I've been doing it since i was pregnant, and i was convinced one of the songs i chose at that time would be 'our song'. I did my own covers of 'Pony Boy', by Springsteen, or Kevin Johansen's repertoire. I'm pretty sure i've mentioned this before. Alas, those tunes never stuck, to me or Bruno. It is something else that does the trick.

It's a small soft song called 'In search of the rose', by Irish band The Waterboys. I've known it ever since their 'Room to roam' record came out, and i'm talking vynil, some 16 years ago. It's beautiful and traditional. And the best part is that Bruno closes his eyes and is instantly soothed by the first of the verses, even if it's a cat like me who sings it.
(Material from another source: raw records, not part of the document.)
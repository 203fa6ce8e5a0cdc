mod daemon;
mod mirror_cmds;

use std::path::PathBuf;

use anyhow::Result;
use clap::{Parser, Subcommand};
use tracing_subscriber::EnvFilter;

use markmirror_config::AppConfig;
use markmirror_runtime::DaemonClient;

#[derive(Debug, Parser)]
#[command(
    name = "markmirror",
    version,
    about = "Keeps a local, queryable mirror of a browser bookmark tree"
)]
struct Cli {
    /// Configuration file; missing means built-in defaults.
    #[arg(long, global = true, default_value = "config/default.toml")]
    config: PathBuf,
    /// Print query results as JSON.
    #[arg(long, global = true)]
    json: bool,
    #[command(subcommand)]
    command: Commands,
}

#[derive(Debug, Subcommand)]
enum Commands {
    /// Run or manage the mirror daemon.
    Daemon {
        #[command(subcommand)]
        command: Option<DaemonCommands>,
    },
    /// Show the daemon's sync state.
    Status,
    /// Look up one node by id.
    Node { id: String },
    /// List the children of a folder, or the roots when no parent is given.
    Children { parent: Option<String> },
    /// Search titles and URLs.
    Search {
        #[arg(required = true, trailing_var_arg = true)]
        term: Vec<String>,
        #[arg(long)]
        limit: Option<usize>,
    },
    /// Rebuild the mirror from a fresh read of the provider tree.
    Rebuild,
    /// Feed provider events (one JSON object per line) to the daemon.
    Push {
        #[arg(value_name = "EVENTS_JSONL")]
        path: PathBuf,
    },
    /// Stream sync progress until interrupted.
    Watch,
    /// Ask the daemon to shut down.
    Stop,
    /// Check the mirror's structural invariants (daemon must be stopped).
    Verify,
    /// Count the mirror's contents (daemon must be stopped).
    Stats,
    /// Delete the mirror so the next daemon start rebuilds it.
    Reset {
        #[arg(long)]
        yes: bool,
    },
}

#[derive(Debug, Subcommand)]
enum DaemonCommands {
    /// Run in the foreground (the default).
    Run,
    /// Start in the background, logging to `.markmirror/runtime/daemon.log`.
    Start {
        #[arg(long)]
        force: bool,
    },
    Stop,
    Restart,
    Status,
}

#[tokio::main]
async fn main() -> Result<()> {
    dotenvy::dotenv().ok();
    let cli = Cli::parse();
    let config = AppConfig::load_from(&cli.config)?;

    let filter = EnvFilter::try_from_default_env()
        .unwrap_or_else(|_| EnvFilter::new(&config.telemetry.log_level));
    tracing_subscriber::fmt()
        .with_env_filter(filter)
        .with_writer(std::io::stderr)
        .init();

    let client = DaemonClient::new(&config.daemon.socket_path);

    match cli.command {
        Commands::Daemon { command } => match command.unwrap_or(DaemonCommands::Run) {
            DaemonCommands::Run => daemon::run_daemon_process(config).await?,
            DaemonCommands::Start { force } => daemon::daemon_start(&cli.config, &config, force).await?,
            DaemonCommands::Stop => daemon::daemon_stop(&config).await?,
            DaemonCommands::Restart => {
                daemon::daemon_stop(&config).await?;
                daemon::daemon_start(&cli.config, &config, true).await?;
            }
            DaemonCommands::Status => daemon::daemon_status(&config).await?,
        },
        Commands::Status => {
            let status = client.get_status().await?;
            if cli.json {
                println!("{}", serde_json::to_string_pretty(&status)?);
            } else {
                mirror_cmds::print_status(&status);
            }
        }
        Commands::Node { id } => {
            let node = client.get_node(&id).await?;
            if cli.json {
                println!("{}", serde_json::to_string_pretty(&node)?);
            } else {
                match node {
                    Some(node) => mirror_cmds::print_node_detail(&node),
                    None => println!("no node with id {id}"),
                }
            }
        }
        Commands::Children { parent } => {
            let nodes = client.get_children(parent.as_deref()).await?;
            mirror_cmds::print_nodes(&nodes, cli.json)?;
        }
        Commands::Search { term, limit } => {
            let nodes = client.search(&term.join(" "), limit).await?;
            mirror_cmds::print_nodes(&nodes, cli.json)?;
        }
        Commands::Rebuild => {
            let msg = client.force_full_sync().await?;
            println!("{msg}");
        }
        Commands::Push { path } => {
            let events = mirror_cmds::read_events(&path)?;
            if events.is_empty() {
                println!("no events in {}", path.display());
                return Ok(());
            }
            let msg = client.push_events(events).await?;
            println!("{msg}");
        }
        Commands::Watch => mirror_cmds::run_watch(&client, cli.json).await?,
        Commands::Stop => daemon::daemon_stop(&config).await?,
        Commands::Verify => mirror_cmds::run_verify(&config)?,
        Commands::Stats => mirror_cmds::run_stats(&config, cli.json)?,
        Commands::Reset { yes } => mirror_cmds::run_reset(&config, yes)?,
    }

    Ok(())
}
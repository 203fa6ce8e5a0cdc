#[derive(Debug, thiserror::Error)]
pub enum StoreError {
    /// The redb file could not be opened, read, or committed.  Fatal to the
    /// current sync run; the mirror is rebuilt from the provider later.
    #[error("store unavailable: {0}")]
    Unavailable(String),

    #[error("schema version {found} is newer than supported version {supported}")]
    SchemaMismatch { found: u32, supported: u32 },

    #[error("schema migration from version {from} failed: {reason}")]
    MigrationFailed { from: u32, reason: String },

    #[error("record encoding error: {0}")]
    Codec(#[from] serde_json::Error),
}

impl StoreError {
    /// True for conditions that should surface to users as a failed sync
    /// rather than be retried silently.
    pub fn is_fatal(&self) -> bool {
        matches!(self, Self::SchemaMismatch { .. } | Self::MigrationFailed { .. })
    }
}

pub type Result<T> = std::result::Result<T, StoreError>;

impl From<std::io::Error> for StoreError {
    fn from(err: std::io::Error) -> Self {
        Self::Unavailable(err.to_string())
    }
}

macro_rules! unavailable_from {
    ($($ty:ty),* $(,)?) => {
        $(
            impl From<$ty> for StoreError {
                fn from(err: $ty) -> Self {
                    Self::Unavailable(redb::Error::from(err).to_string())
                }
            }
        )*
    };
}

unavailable_from!(
    redb::Error,
    redb::DatabaseError,
    redb::TransactionError,
    redb::TableError,
    redb::StorageError,
    redb::CommitError,
);
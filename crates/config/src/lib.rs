use std::env;
use std::fs;
use std::path::Path;
use std::time::Duration;

use anyhow::Result;
use serde::{Deserialize, Serialize};

// ── Store ─────────────────────────────────────────────────────────────────────

#[derive(Debug, Clone, Serialize, Deserialize)]
#[serde(default)]
pub struct StoreConfig {
    /// Location of the redb mirror file.  Overridden at runtime by the
    /// `MARKMIRROR_STORE_PATH` environment variable when set.
    pub path: String,
}

impl Default for StoreConfig {
    fn default() -> Self {
        Self {
            path: ".markmirror/mirror.redb".to_string(),
        }
    }
}

// ── Provider ──────────────────────────────────────────────────────────────────

#[derive(Debug, Clone, Serialize, Deserialize)]
#[serde(default)]
pub struct ProviderConfig {
    /// JSON bookmark tree read by the file provider.  Accepts either a plain
    /// node tree or a Chromium `Bookmarks` file.
    pub tree_path: String,
}

impl Default for ProviderConfig {
    fn default() -> Self {
        Self {
            tree_path: ".markmirror/bookmarks.json".to_string(),
        }
    }
}

// ── Sync engine ───────────────────────────────────────────────────────────────

#[derive(Debug, Clone, Serialize, Deserialize)]
#[serde(default)]
pub struct SyncConfig {
    /// Mutations per bootstrap transaction.  Each batch commits its own
    /// progress marker so an interrupted bootstrap can restart cleanly.
    pub batch_size: usize,
    /// How long incoming provider events are collected before being
    /// normalized and applied as one transaction.  Identical events seen
    /// inside this window are applied once.
    pub coalesce_window_ms: u64,
    /// Upper bound on events folded into one incremental batch.
    pub max_batch_events: usize,
    /// First retry delay after the store or provider becomes unavailable.
    pub retry_base_ms: u64,
    /// Ceiling for the exponential retry delay.
    pub retry_max_ms: u64,
    /// Run a full structural verification of the store on cold start and
    /// bootstrap if it reports any violation.
    pub verify_on_start: bool,
    /// Default result cap for `search`.
    pub search_limit: usize,
}

impl Default for SyncConfig {
    fn default() -> Self {
        Self {
            batch_size: 500,
            coalesce_window_ms: 50,
            max_batch_events: 1000,
            retry_base_ms: 1000,
            retry_max_ms: 60_000,
            verify_on_start: false,
            search_limit: 50,
        }
    }
}

impl SyncConfig {
    pub fn coalesce_window(&self) -> Duration {
        Duration::from_millis(self.coalesce_window_ms)
    }

    /// Exponential backoff delay for the given (zero-based) attempt.
    pub fn retry_delay(&self, attempt: u32) -> Duration {
        let factor = 1u64.checked_shl(attempt.min(20)).unwrap_or(u64::MAX);
        let millis = self.retry_base_ms.saturating_mul(factor).min(self.retry_max_ms);
        Duration::from_millis(millis)
    }
}

// ── Daemon / telemetry ────────────────────────────────────────────────────────

#[derive(Debug, Clone, Serialize, Deserialize)]
#[serde(default)]
pub struct DaemonConfig {
    pub socket_path: String,
}

impl Default for DaemonConfig {
    fn default() -> Self {
        Self {
            socket_path: "/tmp/markmirror.sock".to_string(),
        }
    }
}

#[derive(Debug, Clone, Serialize, Deserialize)]
#[serde(default)]
pub struct TelemetryConfig {
    pub log_level: String,
}

impl Default for TelemetryConfig {
    fn default() -> Self {
        Self {
            log_level: "info".to_string(),
        }
    }
}

#[derive(Debug, Clone, Serialize, Deserialize, Default)]
#[serde(default)]
pub struct AppConfig {
    pub store: StoreConfig,
    pub provider: ProviderConfig,
    pub sync: SyncConfig,
    pub daemon: DaemonConfig,
    pub telemetry: TelemetryConfig,
}

impl AppConfig {
    pub fn load_from(path: impl AsRef<Path>) -> Result<Self> {
        let mut config = Self::default();
        if let Ok(raw) = fs::read_to_string(path) {
            config = toml::from_str(&raw)?;
        }

        config.apply_overrides(|key| env::var(key).ok());
        Ok(config)
    }

    /// Apply `MARKMIRROR_STORE_PATH` and `MARKMIRROR_SOCKET` as looked up by
    /// `lookup`.  Empty values are ignored.
    pub fn apply_overrides(&mut self, lookup: impl Fn(&str) -> Option<String>) {
        if let Some(value) = lookup("MARKMIRROR_STORE_PATH").filter(|v| !v.is_empty()) {
            self.store.path = value;
        }
        if let Some(value) = lookup("MARKMIRROR_SOCKET").filter(|v| !v.is_empty()) {
            self.daemon.socket_path = value;
        }
    }

    pub fn save_to(&self, path: impl AsRef<Path>) -> Result<()> {
        if let Some(parent) = path.as_ref().parent() {
            fs::create_dir_all(parent)?;
        }

        let rendered = toml::to_string_pretty(self)?;
        fs::write(path, rendered)?;
        Ok(())
    }
}

// ── Tests ────────────────────────────────────────────────────────────────────
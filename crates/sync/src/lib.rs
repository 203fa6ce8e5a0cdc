//! Synchronization engine keeping a [`markmirror_store::MirrorStore`] in step
//! with an external bookmark provider.
//!
//! Provider events flow through the [`Normalizer`] into canonical
//! [`Mutation`]s, which the [`reconciler`] applies one transaction per batch.
//! Full syncs ([`bootstrap`]) diff the provider tree against the mirror and
//! push the result through the same reconciler.  The [`SyncCoordinator`]
//! owns the single writer task and its state machine.

pub mod bootstrap;
pub mod coordinator;
pub mod error;
pub mod mutation;
pub mod normalizer;
pub mod provider;
pub mod reconciler;

#[cfg(test)]
pub(crate) mod testing;

pub use bootstrap::{BootstrapOptions, BootstrapOutcome, Snapshot, plan_full_sync, run_full_sync};
pub use coordinator::{
    CoordinatorStatus, StatusMessage, SyncCoordinator, SyncHandle, SyncPhase, SyncState,
};
pub use error::{Result, SyncError};
pub use mutation::{EventKind, Mutation, MutationOp, MutationOrigin};
pub use normalizer::Normalizer;
pub use provider::{
    BookmarkProvider, FileTreeProvider, MemoryProvider, ProviderNode, RawEvent, RawEventKind,
};
pub use reconciler::{Anomaly, AnomalyKind, ApplyMode, ApplyOutcome, apply, apply_batch};
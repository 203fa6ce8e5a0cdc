//! Fixtures shared by the unit tests.

use std::path::Path;

use rand::rngs::StdRng;
use rand::{Rng, SeedableRng};

use markmirror_store::{MirrorStore, NodeSource};

use crate::provider::ProviderNode;

/// Row used to compare a mirror against a provider tree:
/// `(id, parent, index, title, url)`.
pub(crate) type ShapeRow = (String, Option<String>, u32, String, Option<String>);

/// A small browser-like tree:
///
/// ```text
/// 0
/// ├── 1 Bookmarks bar
/// │   ├── 10 Rust Book
/// │   └── 11 Tokio
/// └── 2 Other bookmarks
///     ├── 20 Reading/
///     │   └── 21 redb
///     └── 22 serde
/// ```
pub(crate) fn sample_tree() -> ProviderNode {
    ProviderNode::folder(
        "0",
        "",
        vec![
            ProviderNode::folder(
                "1",
                "Bookmarks bar",
                vec![
                    ProviderNode::bookmark("10", "Rust Book", "https://doc.rust-lang.org/book/"),
                    ProviderNode::bookmark("11", "Tokio", "https://tokio.rs"),
                ],
            ),
            ProviderNode::folder(
                "2",
                "Other bookmarks",
                vec![
                    ProviderNode::folder(
                        "20",
                        "Reading",
                        vec![ProviderNode::bookmark("21", "redb", "https://www.redb.org")],
                    ),
                    ProviderNode::bookmark("22", "serde", "https://serde.rs"),
                ],
            ),
        ],
    )
}

/// A root with `folders` folders of `per_folder` bookmarks each.
pub(crate) fn generated_tree(folders: usize, per_folder: usize) -> ProviderNode {
    let children = (0..folders)
        .map(|f| {
            let bookmarks = (0..per_folder)
                .map(|b| {
                    ProviderNode::bookmark(
                        format!("b{f}-{b}"),
                        format!("Bookmark {f}/{b}"),
                        format!("https://site{f}.example/page/{b}"),
                    )
                })
                .collect();
            ProviderNode::folder(format!("f{f}"), format!("Folder {f}"), bookmarks)
        })
        .collect();
    ProviderNode::folder("0", "", children)
}

struct Slot {
    id: String,
    title: String,
    url: Option<String>,
    depth: usize,
    children: Vec<usize>,
}

/// A seeded random tree of exactly `nodes` nodes (root included), at most
/// `max_depth` levels below the root.  One folder chain reaches `max_depth`;
/// the rest attach mostly under recently created folders, so deep narrow
/// branches sit next to wide flat ones.
pub(crate) fn random_tree(seed: u64, nodes: usize, max_depth: usize) -> ProviderNode {
    let mut rng = StdRng::seed_from_u64(seed);
    let mut slots = vec![Slot {
        id: "0".into(),
        title: String::new(),
        url: None,
        depth: 0,
        children: Vec::new(),
    }];
    let mut folders = vec![0usize];

    // `folders` only holds folders that may still take children.
    let mut parent = 0;
    while slots.len() < nodes && slots[parent].depth < max_depth {
        parent = push_slot(&mut slots, parent, true);
        if slots[parent].depth < max_depth {
            folders.push(parent);
        }
    }

    while slots.len() < nodes {
        let parent = if rng.gen_bool(0.7) {
            let recent = folders.len().min(32);
            folders[folders.len() - 1 - rng.gen_range(0..recent)]
        } else {
            folders[rng.gen_range(0..folders.len())]
        };
        let folder = slots[parent].depth + 1 < max_depth && rng.gen_bool(0.12);
        let n = push_slot(&mut slots, parent, folder);
        if folder {
            folders.push(n);
        }
    }
    build_slot(&slots, 0)
}

fn push_slot(slots: &mut Vec<Slot>, parent: usize, folder: bool) -> usize {
    let n = slots.len();
    let depth = slots[parent].depth + 1;
    let slot = if folder {
        Slot {
            id: format!("f{n}"),
            title: format!("Folder {n}"),
            url: None,
            depth,
            children: Vec::new(),
        }
    } else {
        Slot {
            id: format!("b{n}"),
            title: format!("Page {n} on topic {}", n % 97),
            url: Some(format!("https://site{}.example/page/{n}", n % 1_000)),
            depth,
            children: Vec::new(),
        }
    };
    slots.push(slot);
    slots[parent].children.push(n);
    n
}

fn build_slot(slots: &[Slot], at: usize) -> ProviderNode {
    let slot = &slots[at];
    match &slot.url {
        Some(url) => ProviderNode::bookmark(slot.id.clone(), slot.title.clone(), url.clone()),
        None => ProviderNode::folder(
            slot.id.clone(),
            slot.title.clone(),
            slot.children.iter().map(|&child| build_slot(slots, child)).collect(),
        ),
    }
}

/// Levels below the root of the deepest node.
pub(crate) fn tree_depth(root: &ProviderNode) -> usize {
    root.children()
        .iter()
        .map(|child| 1 + tree_depth(child))
        .max()
        .unwrap_or(0)
}

pub(crate) fn open_store(dir: &Path) -> MirrorStore {
    MirrorStore::open(dir.join("mirror.redb")).expect("open mirror")
}

pub(crate) fn mirror_shape(store: &MirrorStore) -> Vec<ShapeRow> {
    let tx = store.read().expect("read txn");
    let mut rows: Vec<ShapeRow> = tx
        .all_nodes()
        .expect("all nodes")
        .into_iter()
        .map(|n| (n.id, n.parent_id, n.index, n.title, n.url))
        .collect();
    rows.sort();
    rows
}

pub(crate) fn tree_shape(root: &ProviderNode) -> Vec<ShapeRow> {
    let mut rows = Vec::new();
    let mut stack: Vec<(&ProviderNode, Option<String>, u32)> = vec![(root, None, 0)];
    while let Some((node, parent, index)) = stack.pop() {
        rows.push((node.id.clone(), parent, index, node.title.clone(), node.url.clone()));
        for (child, i) in node.children().iter().zip(0u32..) {
            stack.push((child, Some(node.id.clone()), i));
        }
    }
    rows.sort();
    rows
}

/// Write `root` straight into the mirror, bypassing the reconciler, and
/// stamp an idle cursor at `sequence`.
pub(crate) fn seed_store(store: &MirrorStore, root: &ProviderNode, sequence: u64) {
    use markmirror_store::{BookmarkNode, NodeKind, SyncCursor};

    let mut tx = store.write().expect("write txn");
    for (id, parent_id, index, title, url) in tree_shape(root) {
        let kind = if url.is_some() {
            NodeKind::Bookmark
        } else {
            NodeKind::Folder
        };
        tx.put_node(&BookmarkNode {
            id,
            parent_id,
            title,
            url,
            index,
            date_added: None,
            date_modified: None,
            kind,
        })
        .expect("put node");
    }
    tx.put_cursor(&SyncCursor {
        sequence,
        ..SyncCursor::default()
    })
    .expect("put cursor");
    tx.commit().expect("commit");
}
//! Mirror daemon: owns the sync coordinator and serves the query surface
//! over a Unix domain socket.

mod connection;

use std::path::{Path, PathBuf};
use std::sync::Arc;
use std::time::Instant;

use anyhow::{Context, Result};
use tokio::net::UnixListener;
use tokio::sync::watch;
use tracing::{error, info, warn};

use markmirror_config::AppConfig;
use markmirror_sync::{FileTreeProvider, SyncCoordinator, SyncHandle};

use crate::DaemonStatus;

struct DaemonState {
    config: AppConfig,
    provider: Arc<FileTreeProvider>,
    sync: SyncHandle,
    started_at: Instant,
}

impl DaemonState {
    fn status(&self) -> DaemonStatus {
        let store = self.sync.store().ok();
        DaemonStatus {
            pid: std::process::id(),
            provider: self.provider.path().display().to_string(),
            store_path: self.config.store.path.clone(),
            schema_version: store
                .as_ref()
                .and_then(|store| store.get_cursor().ok().flatten())
                .map(|cursor| cursor.schema_version),
            uptime_secs: self.started_at.elapsed().as_secs(),
            node_count: store.as_ref().and_then(|store| store.node_count().ok()),
            sync: self.sync.status(),
        }
    }
}

/// Run the daemon until a client sends `Shutdown`.
pub async fn run_daemon(config: AppConfig) -> Result<()> {
    let socket_path = PathBuf::from(&config.daemon.socket_path);
    if socket_path.exists() {
        let _ = std::fs::remove_file(&socket_path);
    }

    let store_path = PathBuf::from(&config.store.path);
    if let Some(parent) = store_path.parent().filter(|p| !p.as_os_str().is_empty()) {
        std::fs::create_dir_all(parent)
            .with_context(|| format!("creating store directory {}", parent.display()))?;
    }

    let provider = Arc::new(FileTreeProvider::new(&config.provider.tree_path));
    if !Path::new(&config.provider.tree_path).exists() {
        warn!(
            path = %config.provider.tree_path,
            "bookmark tree not found; the mirror stays empty until it appears"
        );
    }
    let (sync, coordinator) =
        SyncCoordinator::spawn(store_path, provider.clone(), config.sync.clone());

    let state = Arc::new(DaemonState {
        config,
        provider,
        sync,
        started_at: Instant::now(),
    });

    let listener = match UnixListener::bind(&socket_path) {
        Ok(listener) => listener,
        Err(err) => {
            state.sync.shutdown();
            let _ = coordinator.await;
            return Err(err)
                .with_context(|| format!("binding daemon socket {}", socket_path.display()));
        }
    };
    let (shutdown_tx, mut shutdown_rx) = watch::channel(false);
    info!(path = %socket_path.display(), "mirror daemon listening");

    loop {
        tokio::select! {
            changed = shutdown_rx.changed() => {
                if changed.is_err() || *shutdown_rx.borrow() {
                    break;
                }
            }
            accept = listener.accept() => {
                let (stream, _) = match accept {
                    Ok(accepted) => accepted,
                    Err(err) => {
                        warn!(?err, "accepting daemon connection failed");
                        continue;
                    }
                };
                let state = state.clone();
                let shutdown_tx = shutdown_tx.clone();
                tokio::spawn(async move {
                    if let Err(err) = connection::handle_connection(stream, state, shutdown_tx).await {
                        error!(?err, "daemon connection handler failed");
                    }
                });
            }
        }
    }

    info!("daemon shutting down gracefully");
    state.sync.shutdown();
    if let Err(err) = coordinator.await {
        error!(?err, "sync coordinator task ended abnormally");
    }
    let _ = std::fs::remove_file(&socket_path);
    Ok(())
}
Where will I wander and wonder
Nobody knows
But wherever I’m a-going I’ll go
In search of a rose

Whatever the will of the weather
And whether it shines or snows
Wherever I’m a-going I’ll go
In search of a rose

I don’t know where it’s found
I don’t mind
As long as the world spins around
I’ll take my time

I’ll savour the softness of summer
I’ll wrap up when winter blows
And wherever I’m going I’ll go
In search of a rose

June 30, 2006

Easy topic
I'm grateful to say that this week's challenge for Photo Friday was really easy. The theme was 'Happiness is'.

selfportraiting us


That's what it is. At least at home.

June 29, 2006



Eye candy
I was considering getting Muffin a pair of shades this summer, since he seems to loathe the sun in his eyes (which are quite sensitive, mefinds). Now, aren't these Frubi shades really cool? I think Bruno would bare to keep those on, since they seem soft enough, and safe. Hmmm.